A probate process is a court procedure carried out by notaries as authorised representatives of the district court. The notary responsible is called a court commissioner when carrying out this function.

Each inheritance case has a probate procedure. The aim of this procedure is:

  • To transfer the inheritance to the rightful heir/ heiress in court proceedings,
  • To secure the rights of minors or of persons for whom a guardian has been appointed 
  • To oversee the fulfilment of the deceased’s last wishes.

We will gladly assist you before the formal start of the probate process and/or before the first step of the court proceedings!

Heirs’ Probate Representative

The probate process is executed either by the court commissioner or by a probate representative. Thus, the heirs can by mutual agreement select a notary or solicitor who will have the power of attorney and execute the probate process in written form directly with the court. This can help expedite the handling of the inheritance while putting the process in trustworthy hands. We are able to represent your interests and advise you on a much more personal level than the court would do. 

We would be happy to support you in the role of probate representative.
We give you sound advice and offer moral and practical support.

Representative for Recipients of Compulsory Portions

It is also possible for individual heirs or persons entitled to a compulsory portion to assign a representative to act on their behalf in the probate process.

Inheritance law regulates who is entitled to the assets of the deceased and who will have to assume the debts of the deceased.

It makes a difference here whether there is a will or whether the intestacy rules apply. In case of a will, the claims of the so-called persons entitled to a compulsory portion (parents, grandparents, children, grandchildren and spouses as well as registered partners) have to be taken into account.

We gladly advise persons entitled to a compulsory portion regarding their claims and represent them in communications with the heirs and court commissioner.

Declaration of Acceptance of the Inheritance

In order to accept the inheritance, the heir/heiress has to sign a so-called declaration of acceptance. We have to distinguish here between an unconditional and a conditional acceptance.

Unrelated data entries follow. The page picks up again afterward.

//! COPC hierarchy entries and pages.

use crate::geometry::VoxelKey;
use byteorder::{LittleEndian, ReadBytesExt, WriteBytesExt};
use std::collections::{HashMap, HashSet};
use std::io::{Read, Write};

/// Serialized size of one hierarchy entry.
pub const ENTRY_SIZE: u64 = 32;

/// Hierarchy entry
///
/// An entry corresponds to a single key/value pair in an EPT hierarchy, but
/// contains additional information to allow direct access and decoding of the
/// corresponding point data.
#[derive(Clone, Copy, Debug, Default, PartialEq)]
pub struct Entry {
    /// EPT key of the data to which this entry corresponds
    pub key: VoxelKey,

    /// Absolute offset to the data chunk if the point_count > 0.
    /// Absolute offset to a child hierarchy page if the point_count is -1.
    /// 0 if the point_count is 0.
    pub offset: u64,

    /// Size of the data chunk in bytes (compressed size) if the point_count > 0.
    /// Size of the hierarchy page if the point_count is -1.
    /// 0 if the point_count is 0.
    pub byte_size: i32,

    /// If > 0, represents the number of points in the data chunk.
    /// If -1, indicates the information for this octree node is found in another hierarchy page.
    /// If 0, no point data exists for this key, though may exist for child entries.
    pub point_count: i32,
}

impl Entry {
    /// Reads a hierarchy entry from a `Read`.
    pub(crate) fn read_from<R: Read>(read: &mut R) -> crate::Result<Self> {
        Ok(Entry {
            key: VoxelKey::read_from(read)?,
            offset: read.read_u64::<LittleEndian>()?,
            byte_size: read.read_i32::<LittleEndian>()?,
            point_count: read.read_i32::<LittleEndian>()?,
        })
    }

    /// Writes a hierarchy entry to a `Write`.
    pub(crate) fn write_to<W: Write>(&self, write: &mut W) -> crate::Result<()> {
        self.key.write_to(write)?;
        write.write_u64::<LittleEndian>(self.offset)?;
        write.write_i32::<LittleEndian>(self.byte_size)?;
        write.write_i32::<LittleEndian>(self.point_count)?;
        Ok(())
    }

    pub(crate) fn is_page_pointer(&self) -> bool {
        self.point_count == -1
    }
}

/// A leaf entry resolved in the hierarchy: one compressed point chunk at a
/// given [VoxelKey].
#[derive(Clone, Copy, Debug, Default, PartialEq)]
pub struct Node {
    pub key: VoxelKey,
    /// Absolute offset of the compressed chunk
    pub offset: u64,
    /// Compressed size of the chunk in bytes
    pub byte_size: i32,
    /// Number of points stored in the chunk
    pub point_count: i32,
}

impl Node {
    /// A lookup that found nothing yields an invalid node.
    pub fn is_valid(&self) -> bool {
        self.key.is_valid() && self.point_count >= 0
    }

    pub(crate) fn from_entry(entry: &Entry) -> Self {
        Node {
            key: entry.key,
            offset: entry.offset,
            byte_size: entry.byte_size,
            point_count: entry.point_count,
        }
    }
}

/// One hierarchy page cached by the reader.
#[derive(Clone, Debug)]
pub(crate) struct Page {
    pub key: VoxelKey,
    pub byte_offset: u64,
    pub byte_size: u64,
    pub loaded: bool,
    pub entries: Vec<Entry>,
}

impl Page {
    pub(crate) fn pending(key: VoxelKey, byte_offset: u64, byte_size: u64) -> Self {
        Page {
            key,
            byte_offset,
            byte_size,
            loaded: false,
            entries: Vec::new(),
        }
    }

    /// Reads `byte_size` bytes worth of entries from a `Read`.
    pub(crate) fn read_entries<R: Read>(read: &mut R, byte_size: u64) -> crate::Result<Vec<Entry>> {
        if byte_size % ENTRY_SIZE != 0 {
            return Err(crate::Error::InvalidPageSize(byte_size));
        }
        let num_entries = (byte_size / ENTRY_SIZE) as usize;
        let mut entries = Vec::with_capacity(num_entries);
        for _ in 0..num_entries {
            entries.push(Entry::read_from(read)?);
        }
        Ok(entries)
    }
}

struct PageNode {
    key: VoxelKey,
    entries: Vec<Entry>,
    children: Vec<usize>,
}

/// The page tree a writer builds while nodes are added.
///
/// Pages live in an arena and reference their children by index; the parent
/// of a new sub-page is the deepest existing page whose key contains it.
pub(crate) struct PageTree {
    pages: Vec<PageNode>,
    index: HashMap<VoxelKey, usize>,
    node_keys: HashSet<VoxelKey>,
}

impl PageTree {
    pub(crate) fn new() -> Self {
        let root = PageNode {
            key: VoxelKey::root(),
            entries: Vec::new(),
            children: Vec::new(),
        };
        PageTree {
            pages: vec![root],
            index: HashMap::from([(VoxelKey::root(), 0)]),
            node_keys: HashSet::new(),
        }
    }

    /// Validates a prospective node without touching the tree, so a rejected
    /// add leaves the writer untouched.
    pub(crate) fn check_node(&self, key: &VoxelKey, page_key: &VoxelKey) -> crate::Result<()> {
        if !key.is_valid() {
            return Err(crate::Error::InvalidKey(*key));
        }
        if !page_key.is_valid() {
            return Err(crate::Error::InvalidKey(*page_key));
        }
        if !page_key.contains(key) {
            return Err(crate::Error::NodeOutsidePage {
                page: *page_key,
                key: *key,
            });
        }
        if self.node_keys.contains(key) {
            return Err(crate::Error::DuplicateNode(*key));
        }
        Ok(())
    }

    /// Records a written chunk under `page_key`, creating the page on first
    /// use. Callers must have passed [check_node] first.
    ///
    /// [check_node]: Self::check_node
    pub(crate) fn insert_node(
        &mut self,
        key: VoxelKey,
        page_key: VoxelKey,
        offset: u64,
        byte_size: i32,
        point_count: i32,
    ) {
        let page = self.get_or_create(page_key);
        self.node_keys.insert(key);
        self.pages[page].entries.push(Entry {
            key,
            offset,
            byte_size,
            point_count,
        });
    }

    fn get_or_create(&mut self, page_key: VoxelKey) -> usize {
        if let Some(&index) = self.index.get(&page_key) {
            return index;
        }
        let parent = self
            .pages
            .iter()
            .enumerate()
            .filter(|(_, page)| page.key.contains(&page_key))
            .max_by_key(|(_, page)| page.key.level)
            .map(|(index, _)| index)
            .unwrap_or(0);
        let index = self.pages.len();
        self.pages.push(PageNode {
            key: page_key,
            entries: Vec::new(),
            children: Vec::new(),
        });
        self.index.insert(page_key, index);
        self.pages[parent].children.push(index);
        index
    }

    pub(crate) fn is_empty(&self) -> bool {
        self.node_keys.is_empty()
    }

    fn byte_size_of(&self, index: usize) -> u64 {
        let page = &self.pages[index];
        (page.entries.len() + page.children.len()) as u64 * ENTRY_SIZE
    }

    /// Depth-first order over the arena, root first, siblings in creation
    /// order.
    fn depth_first_order(&self) -> Vec<usize> {
        let mut order = Vec::with_capacity(self.pages.len());
        let mut stack = vec![0];
        while let Some(index) = stack.pop() {
            order.push(index);
            stack.extend(self.pages[index].children.iter().rev());
        }
        order
    }

    /// Serializes every page with the first byte of the root page landing at
    /// `root_offset`. Page pointer entries carry the absolute offset and size
    /// of the child page. Returns the blob and the root page size.
    pub(crate) fn to_bytes(&self, root_offset: u64) -> crate::Result<(Vec<u8>, u64)> {
        let order = self.depth_first_order();
        let mut offsets = vec![0u64; self.pages.len()];
        let mut running = root_offset;
        for &index in &order {
            offsets[index] = running;
            running += self.byte_size_of(index);
        }

        let mut buffer = Vec::with_capacity((running - root_offset) as usize);
        for &index in &order {
            let page = &self.pages[index];
            for entry in &page.entries {
                entry.write_to(&mut buffer)?;
            }
            for &child in &page.children {
                Entry {
                    key: self.pages[child].key,
                    offset: offsets[child],
                    byte_size: self.byte_size_of(child) as i32,
                    point_count: -1,
                }
                .write_to(&mut buffer)?;
            }
        }
        Ok((buffer, self.byte_size_of(0)))
    }
}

If an unconditional acceptance is signed, the heir/heiress is liable for all debts and for the realisation of the bequest with his/her own assets to their full extent. The heir/heiress is also liable if he/she did not know about the claims and liabilities and even if the debts are higher than the bequest itself. It is only advisable to submit an unconditional acceptance if the heir/heiress has detailed knowledge about the asset situation of the deceased. It is not possible to convert an unconditional acceptance into a conditional acceptance once it has been submitted.

Nevertheless, heirs/heiresses choose the unconditional acceptance in a substantial number of cases, because the probate proceedings are usually less expensive than with the conditional acceptance, especially if the heir/heiress has a good overview of the assets of the deceased and/or was liable for debts even before the death of the testator. The conditional acceptance leads to a limited liability of the heir/heiress. The liability is restricted to the value of the bequest. The value of the bequest / the liability limit will be estimated by official experts.

Will and Codicil

The last will determines the persons who are entitled to individual assets of the deceased (codicil) or the persons who should assume the bequest in whole or in part with all proprietary rights and obligations of the testator (last will and testament).

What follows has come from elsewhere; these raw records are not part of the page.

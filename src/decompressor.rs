//! LAZ decompression of single COPC chunks.

use laz::laszip::LazVlr;
use laz::record::{LayeredPointRecordDecompressor, RecordDecompressor};
use std::io::Cursor;

/// Decompresses one chunk into `point_count` point records.
///
/// Chunks are independently compressed, so no chunk table is needed; the
/// record schema comes from the laszip vlr.
pub(crate) fn decompress_chunk(
    chunk: &[u8],
    point_count: u64,
    vlr: &LazVlr,
) -> crate::Result<Vec<u8>> {
    let point_size = vlr.items_size() as usize;
    let mut decompressor = LayeredPointRecordDecompressor::new(Cursor::new(chunk));
    decompressor.set_fields_from(vlr.items())?;

    let mut points = vec![0u8; point_count as usize * point_size];
    for point in points.chunks_exact_mut(point_size) {
        decompressor.decompress_next(point)?;
    }
    Ok(points)
}
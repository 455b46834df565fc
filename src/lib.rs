//! Library for reading and writing Cloud Optimized Point Cloud
//! ([COPC](https://copc.io/)) data.
//!
//! A COPC file is a LAS 1.4 / LAZ file whose compressed point chunks are
//! organized in an octree and indexed by hierarchy pages, so spatial subsets
//! can be located and decoded without scanning the whole file.
//!
//! Usage example:
//! ```
//! use copc::{CopcConfigWriter, CopcReader, CopcWriter, VoxelKey};
//! use std::io::Cursor;
//!
//! fn main() -> copc::Result<()> {
//!     let config = CopcConfigWriter::new(6)?;
//!     let point_record_length = config.las_header().point_record_length as usize;
//!     let points = vec![0_u8; 20 * point_record_length];
//!
//!     let mut stream = Cursor::new(Vec::new());
//!     let mut writer = CopcWriter::new(&mut stream, config)?;
//!     writer.add_node(VoxelKey::root(), &points, None)?;
//!     writer.close()?;
//!     drop(writer);
//!
//!     let mut reader = CopcReader::open(stream)?;
//!     let node = reader.find_node(VoxelKey::root())?;
//!     assert!(node.is_valid());
//!     assert_eq!(reader.get_point_data(&node)?, points);
//!     Ok(())
//! }
//! ```

mod compressor;
mod config;
mod copc;
mod decompressor;
mod error;
mod geometry;
mod header;
mod hierarchy;
mod reader;
mod vlr;
mod writer;

pub use config::{CopcConfig, CopcConfigWriter, LazConfig, LazConfigWriter};
pub use copc::CopcInfo;
pub use error::{Error, Result};
pub use geometry::{Bounds, Vector3, VoxelKey};
pub use header::{point_base_byte_size, LasHeader};
pub use hierarchy::{Entry, Node, ENTRY_SIZE};
pub use reader::CopcReader;
pub use vlr::{EbField, EbVlr, VlrHeader, EVLR_HEADER_SIZE, VLR_HEADER_SIZE};
pub use writer::CopcWriter;

/// Version of this crate, stamped into the generating software field of
/// written headers.
pub const VERSION: &str = env!("CARGO_PKG_VERSION");
//! Metric table-name cache shared by all metric batchers.

use super::ClockCache;
use crate::model::MetricInfo;

/// Default entry capacity for the shared metric cache.
pub const DEFAULT_METRIC_CACHE_SIZE: usize = 10_000;

#[derive(Debug, Clone, PartialEq, Eq, Hash)]
struct MetricKey {
    schema: String,
    metric: String,
}

/// Cache of `(table schema, metric name) -> MetricInfo`.
///
/// Resolved table names are stable for the lifetime of the process, so a
/// `set` never replaces an entry that already carries a non-empty table
/// name.
pub struct MetricCache {
    cache: ClockCache<MetricKey, MetricInfo>,
}

impl MetricCache {
    pub fn new(max_entries: usize) -> Self {
        Self {
            cache: ClockCache::with_max(max_entries),
        }
    }

    pub fn get(&self, schema: &str, metric: &str) -> Option<MetricInfo> {
        self.cache.get(&MetricKey {
            schema: schema.to_string(),
            metric: metric.to_string(),
        })
    }

    pub fn set(&self, schema: &str, metric: &str, info: MetricInfo) {
        let key = MetricKey {
            schema: schema.to_string(),
            metric: metric.to_string(),
        };
        if let Some(existing) = self.cache.get(&key) {
            if !existing.table_name.is_empty() {
                return;
            }
        }
        let size = (key.schema.len()
            + key.metric.len()
            + info.table_schema.len()
            + info.table_name.len()
            + info.series_table.len()) as u64;
        self.cache.insert(key, info, size);
    }

    pub fn len(&self) -> usize {
        self.cache.len()
    }

    pub fn is_empty(&self) -> bool {
        self.cache.is_empty()
    }
}

impl Default for MetricCache {
    fn default() -> Self {
        Self::new(DEFAULT_METRIC_CACHE_SIZE)
    }
}
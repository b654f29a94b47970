//! Postgres-backed store over a sqlx connection pool.

use super::{schema, BatchResults, Connection, CopyRow, SqlBatch, SqlRow, SqlValue};
use crate::{Error, Result};

use async_trait::async_trait;
use sqlx::postgres::{PgArguments, PgPoolOptions, PgRow};
use sqlx::query::Query;
use sqlx::{Column, Pool, Postgres, Row, TypeInfo};

const DEFAULT_MAX_CONNECTIONS: u32 = 10;

/// [`Connection`] implementation over a Postgres pool.
pub struct PgStore {
    pool: Pool<Postgres>,
}

impl PgStore {
    /// Connect to the given DSN with the default pool sizing.
    pub async fn connect(dsn: &str) -> Result<Self> {
        let pool = PgPoolOptions::new()
            .max_connections(DEFAULT_MAX_CONNECTIONS)
            .connect(dsn)
            .await?;
        Ok(Self { pool })
    }

    pub fn with_pool(pool: Pool<Postgres>) -> Self {
        Self { pool }
    }
}

fn bind_args<'q>(
    mut query: Query<'q, Postgres, PgArguments>,
    args: &[SqlValue],
) -> Query<'q, Postgres, PgArguments> {
    for arg in args {
        query = match arg {
            SqlValue::Text(s) => query.bind(s.clone()),
            SqlValue::Int8(id) => query.bind(*id),
            SqlValue::Bool(b) => query.bind(*b),
            SqlValue::Float8(v) => query.bind(*v),
            // jsonb parameters are cast in the statement text ($n::jsonb)
            SqlValue::Json(s) => query.bind(s.clone()),
        };
    }
    query
}

fn convert_row(row: &PgRow) -> Result<SqlRow> {
    let mut values = Vec::with_capacity(row.len());
    for (idx, column) in row.columns().iter().enumerate() {
        let value = match column.type_info().name() {
            "TEXT" | "VARCHAR" | "NAME" | "CHAR" => {
                SqlValue::Text(row.try_get::<Option<String>, _>(idx)?.unwrap_or_default())
            }
            "INT8" | "BIGINT" => SqlValue::Int8(row.try_get::<Option<i64>, _>(idx)?),
            "BOOL" => SqlValue::Bool(row.try_get::<Option<bool>, _>(idx)?.unwrap_or(false)),
            "FLOAT8" | "DOUBLE PRECISION" => {
                SqlValue::Float8(row.try_get::<Option<f64>, _>(idx)?.unwrap_or(0.0))
            }
            other => {
                return Err(Error::Store(format!(
                    "unsupported column type {other} at index {idx}"
                )))
            }
        };
        values.push(value);
    }
    Ok(SqlRow::new(values))
}

fn quote_ident(name: &str) -> String {
    format!("\"{}\"", name.replace('"', "\"\""))
}

#[async_trait]
impl Connection for PgStore {
    async fn query(&self, sql: &str, args: &[SqlValue]) -> Result<Vec<SqlRow>> {
        let rows = bind_args(sqlx::query(sql), args)
            .fetch_all(&self.pool)
            .await?;
        rows.iter().map(convert_row).collect()
    }

    async fn send_batch(&self, batch: SqlBatch) -> Result<BatchResults> {
        // All statements of a batch run on one connection in submission
        // order; the catalog batcher's sort assumes exactly this.
        let mut conn = self.pool.acquire().await?;
        let mut rows = Vec::with_capacity(batch.len());
        for (sql, args) in batch.statements() {
            let result = bind_args(sqlx::query(sql.as_str()), args)
                .fetch_optional(&mut *conn)
                .await;
            rows.push(match result {
                Ok(Some(row)) => convert_row(&row),
                Ok(None) => Err(Error::Store(format!("no row returned for: {sql}"))),
                Err(e) => Err(Error::from(e)),
            });
        }
        Ok(BatchResults::new(rows))
    }

    async fn copy_samples(&self, table: &str, rows: &[CopyRow]) -> Result<u64> {
        if rows.is_empty() {
            return Ok(0);
        }
        let mut series_ids = Vec::with_capacity(rows.len());
        let mut timestamps = Vec::with_capacity(rows.len());
        let mut values = Vec::with_capacity(rows.len());
        for row in rows {
            series_ids.push(row.series_id);
            timestamps.push(row.timestamp);
            values.push(row.value);
        }

        let sql = format!(
            "INSERT INTO {}.{} (series_id, ts, value) \
             SELECT * FROM unnest($1::int8[], $2::int8[], $3::float8[])",
            quote_ident(schema::DATA),
            quote_ident(table),
        );
        let result = sqlx::query(&sql)
            .bind(series_ids)
            .bind(timestamps)
            .bind(values)
            .execute(&self.pool)
            .await?;
        Ok(result.rows_affected())
    }
}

All last wills that have been written in our presence will be deposited with the Austrian Central Will Register. This will ensure that the last will of the testator will be found. Only in cases where the wishes of the testator are identical with the intestacy rules and where there are no assets that are difficult to distribute, it is not necessary to have a last will. In all other cases experience has shown that a will is important and can save the heirs expenses and trouble.

We gladly advise you on all matters concerning inheritance law, particularly on the plausible splitting of assets, on questions concerning compulsory portions and on social law.